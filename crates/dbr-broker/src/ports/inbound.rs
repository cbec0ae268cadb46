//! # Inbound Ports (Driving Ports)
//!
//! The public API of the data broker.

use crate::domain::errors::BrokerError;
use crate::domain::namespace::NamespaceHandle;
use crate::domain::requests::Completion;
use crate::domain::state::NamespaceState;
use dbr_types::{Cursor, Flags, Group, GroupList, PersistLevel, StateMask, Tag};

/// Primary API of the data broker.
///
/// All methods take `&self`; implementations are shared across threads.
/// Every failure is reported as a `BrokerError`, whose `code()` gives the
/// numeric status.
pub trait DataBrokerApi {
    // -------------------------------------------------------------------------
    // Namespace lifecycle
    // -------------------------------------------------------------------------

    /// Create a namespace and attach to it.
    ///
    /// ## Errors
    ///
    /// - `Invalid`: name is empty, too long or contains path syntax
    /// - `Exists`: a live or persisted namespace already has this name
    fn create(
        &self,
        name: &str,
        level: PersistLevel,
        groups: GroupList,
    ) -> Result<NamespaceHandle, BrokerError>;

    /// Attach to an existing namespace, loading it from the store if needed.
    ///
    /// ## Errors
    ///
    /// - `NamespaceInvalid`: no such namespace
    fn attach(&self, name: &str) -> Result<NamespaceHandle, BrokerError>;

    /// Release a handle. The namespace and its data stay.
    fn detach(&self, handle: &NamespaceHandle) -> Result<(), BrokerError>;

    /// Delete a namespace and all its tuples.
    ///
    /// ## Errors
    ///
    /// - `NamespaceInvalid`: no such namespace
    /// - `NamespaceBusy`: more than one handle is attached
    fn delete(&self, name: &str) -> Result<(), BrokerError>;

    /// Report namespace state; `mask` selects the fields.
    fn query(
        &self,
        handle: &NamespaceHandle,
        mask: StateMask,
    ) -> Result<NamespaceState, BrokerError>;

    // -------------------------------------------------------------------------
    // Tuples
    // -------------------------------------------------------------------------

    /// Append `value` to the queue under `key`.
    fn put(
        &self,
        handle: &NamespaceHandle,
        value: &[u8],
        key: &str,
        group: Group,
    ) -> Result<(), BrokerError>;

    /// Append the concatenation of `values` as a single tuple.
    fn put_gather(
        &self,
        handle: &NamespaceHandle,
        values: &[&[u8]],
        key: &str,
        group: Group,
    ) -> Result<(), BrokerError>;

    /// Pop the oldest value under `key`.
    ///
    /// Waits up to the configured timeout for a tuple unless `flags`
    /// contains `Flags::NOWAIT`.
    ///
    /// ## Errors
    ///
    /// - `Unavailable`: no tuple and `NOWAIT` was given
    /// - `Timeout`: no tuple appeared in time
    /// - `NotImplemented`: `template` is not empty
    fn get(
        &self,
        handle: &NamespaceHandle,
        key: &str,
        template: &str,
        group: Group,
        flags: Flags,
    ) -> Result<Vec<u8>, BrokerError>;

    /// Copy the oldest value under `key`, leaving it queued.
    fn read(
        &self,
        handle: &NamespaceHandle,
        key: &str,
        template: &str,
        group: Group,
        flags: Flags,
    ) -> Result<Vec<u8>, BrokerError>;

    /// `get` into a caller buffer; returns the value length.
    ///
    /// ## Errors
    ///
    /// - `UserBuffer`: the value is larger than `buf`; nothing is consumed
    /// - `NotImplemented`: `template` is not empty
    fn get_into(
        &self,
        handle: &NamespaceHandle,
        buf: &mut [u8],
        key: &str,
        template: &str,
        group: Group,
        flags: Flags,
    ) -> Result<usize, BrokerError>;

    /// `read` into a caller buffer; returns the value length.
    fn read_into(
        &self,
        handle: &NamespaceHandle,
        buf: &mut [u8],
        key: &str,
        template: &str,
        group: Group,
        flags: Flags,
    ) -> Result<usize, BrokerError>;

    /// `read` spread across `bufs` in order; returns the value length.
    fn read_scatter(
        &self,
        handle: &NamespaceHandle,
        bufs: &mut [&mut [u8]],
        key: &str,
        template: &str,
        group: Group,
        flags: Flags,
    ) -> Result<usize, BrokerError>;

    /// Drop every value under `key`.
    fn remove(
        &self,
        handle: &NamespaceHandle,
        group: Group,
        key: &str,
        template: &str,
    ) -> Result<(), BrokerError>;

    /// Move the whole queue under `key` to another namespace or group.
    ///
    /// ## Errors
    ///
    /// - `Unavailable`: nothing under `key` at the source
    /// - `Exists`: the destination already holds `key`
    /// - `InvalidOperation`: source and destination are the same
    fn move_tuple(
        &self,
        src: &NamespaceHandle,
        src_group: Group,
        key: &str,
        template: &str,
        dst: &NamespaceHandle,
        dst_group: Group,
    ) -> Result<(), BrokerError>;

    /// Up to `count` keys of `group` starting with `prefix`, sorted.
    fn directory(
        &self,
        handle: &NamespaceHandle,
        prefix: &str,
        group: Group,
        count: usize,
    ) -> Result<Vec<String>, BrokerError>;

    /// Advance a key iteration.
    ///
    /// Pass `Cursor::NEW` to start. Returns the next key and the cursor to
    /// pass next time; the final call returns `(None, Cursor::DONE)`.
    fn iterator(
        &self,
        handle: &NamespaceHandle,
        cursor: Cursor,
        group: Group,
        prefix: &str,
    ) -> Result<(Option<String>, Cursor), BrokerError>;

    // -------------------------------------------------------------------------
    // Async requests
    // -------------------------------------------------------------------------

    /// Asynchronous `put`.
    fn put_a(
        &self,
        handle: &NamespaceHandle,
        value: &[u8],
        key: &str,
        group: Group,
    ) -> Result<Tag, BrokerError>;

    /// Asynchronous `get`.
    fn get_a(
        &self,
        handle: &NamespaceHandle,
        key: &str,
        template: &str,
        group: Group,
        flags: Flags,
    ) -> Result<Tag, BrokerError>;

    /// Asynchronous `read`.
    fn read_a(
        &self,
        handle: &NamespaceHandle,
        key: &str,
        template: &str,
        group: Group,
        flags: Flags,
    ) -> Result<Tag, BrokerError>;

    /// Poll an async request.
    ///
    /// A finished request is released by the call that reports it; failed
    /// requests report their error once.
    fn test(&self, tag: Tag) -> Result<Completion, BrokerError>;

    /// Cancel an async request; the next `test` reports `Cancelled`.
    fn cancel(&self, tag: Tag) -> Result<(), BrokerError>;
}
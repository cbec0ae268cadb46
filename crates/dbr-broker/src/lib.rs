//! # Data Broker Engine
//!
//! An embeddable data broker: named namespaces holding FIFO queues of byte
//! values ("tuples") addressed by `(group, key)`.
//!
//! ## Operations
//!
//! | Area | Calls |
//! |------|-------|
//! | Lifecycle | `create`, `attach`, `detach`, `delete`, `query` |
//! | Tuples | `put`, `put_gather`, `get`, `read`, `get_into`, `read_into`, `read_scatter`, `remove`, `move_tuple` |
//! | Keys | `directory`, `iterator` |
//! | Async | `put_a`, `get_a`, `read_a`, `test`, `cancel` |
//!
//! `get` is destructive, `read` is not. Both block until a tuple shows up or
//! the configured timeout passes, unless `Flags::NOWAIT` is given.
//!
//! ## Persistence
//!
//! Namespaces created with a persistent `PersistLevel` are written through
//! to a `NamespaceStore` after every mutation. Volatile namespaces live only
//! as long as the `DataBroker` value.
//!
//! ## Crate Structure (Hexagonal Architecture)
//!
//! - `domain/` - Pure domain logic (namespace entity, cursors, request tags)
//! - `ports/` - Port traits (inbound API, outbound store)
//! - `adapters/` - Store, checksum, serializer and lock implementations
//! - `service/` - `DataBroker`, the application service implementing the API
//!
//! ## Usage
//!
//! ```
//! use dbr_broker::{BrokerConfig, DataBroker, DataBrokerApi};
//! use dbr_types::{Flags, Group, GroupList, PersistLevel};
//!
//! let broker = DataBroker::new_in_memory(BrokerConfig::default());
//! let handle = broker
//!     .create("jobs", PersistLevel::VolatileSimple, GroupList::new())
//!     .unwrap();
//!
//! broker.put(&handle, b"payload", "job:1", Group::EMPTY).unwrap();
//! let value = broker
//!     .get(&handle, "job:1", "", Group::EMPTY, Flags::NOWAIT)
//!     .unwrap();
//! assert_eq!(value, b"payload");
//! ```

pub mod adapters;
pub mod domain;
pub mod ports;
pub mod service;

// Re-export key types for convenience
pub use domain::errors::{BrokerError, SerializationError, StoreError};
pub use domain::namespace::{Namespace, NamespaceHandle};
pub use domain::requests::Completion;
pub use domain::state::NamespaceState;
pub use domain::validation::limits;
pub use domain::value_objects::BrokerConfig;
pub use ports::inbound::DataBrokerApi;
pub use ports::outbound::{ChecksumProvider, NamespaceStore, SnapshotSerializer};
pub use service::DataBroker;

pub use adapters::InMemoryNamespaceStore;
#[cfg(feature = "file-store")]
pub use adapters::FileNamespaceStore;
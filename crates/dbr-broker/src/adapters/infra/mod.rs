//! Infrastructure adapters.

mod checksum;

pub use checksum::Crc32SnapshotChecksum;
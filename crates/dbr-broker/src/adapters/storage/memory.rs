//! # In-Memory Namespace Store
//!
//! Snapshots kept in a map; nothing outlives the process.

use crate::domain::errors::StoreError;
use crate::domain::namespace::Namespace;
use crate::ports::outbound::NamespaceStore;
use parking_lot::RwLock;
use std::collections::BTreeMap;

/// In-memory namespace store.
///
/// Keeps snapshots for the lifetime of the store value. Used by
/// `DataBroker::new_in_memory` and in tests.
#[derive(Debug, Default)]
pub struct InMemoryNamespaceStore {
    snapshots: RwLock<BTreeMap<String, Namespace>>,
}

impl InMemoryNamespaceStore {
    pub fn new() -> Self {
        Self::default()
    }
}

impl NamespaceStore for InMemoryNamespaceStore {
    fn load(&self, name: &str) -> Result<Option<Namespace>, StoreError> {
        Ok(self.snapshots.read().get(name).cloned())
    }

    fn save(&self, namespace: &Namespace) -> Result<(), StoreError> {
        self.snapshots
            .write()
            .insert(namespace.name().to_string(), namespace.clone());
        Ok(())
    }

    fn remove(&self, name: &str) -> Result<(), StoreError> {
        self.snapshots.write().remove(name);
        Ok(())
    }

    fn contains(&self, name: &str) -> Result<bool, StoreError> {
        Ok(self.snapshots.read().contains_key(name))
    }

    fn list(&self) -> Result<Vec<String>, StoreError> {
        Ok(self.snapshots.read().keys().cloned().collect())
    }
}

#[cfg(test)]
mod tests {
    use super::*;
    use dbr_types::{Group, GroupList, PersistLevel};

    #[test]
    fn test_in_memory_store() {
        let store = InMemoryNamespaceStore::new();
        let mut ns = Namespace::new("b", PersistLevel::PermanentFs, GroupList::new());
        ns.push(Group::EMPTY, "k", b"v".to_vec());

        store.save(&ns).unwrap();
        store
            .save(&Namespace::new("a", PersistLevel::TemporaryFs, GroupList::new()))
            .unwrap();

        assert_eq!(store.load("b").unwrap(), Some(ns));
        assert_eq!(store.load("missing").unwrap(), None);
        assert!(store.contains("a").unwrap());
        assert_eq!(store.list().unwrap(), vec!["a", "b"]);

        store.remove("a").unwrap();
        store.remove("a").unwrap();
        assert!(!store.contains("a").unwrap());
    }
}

—————

Working from the entries above, find every line in which the word "bufs" occurs and copy it.

    /// `read` spread across `bufs` in order; returns the value length.
        bufs: &mut [&mut [u8]],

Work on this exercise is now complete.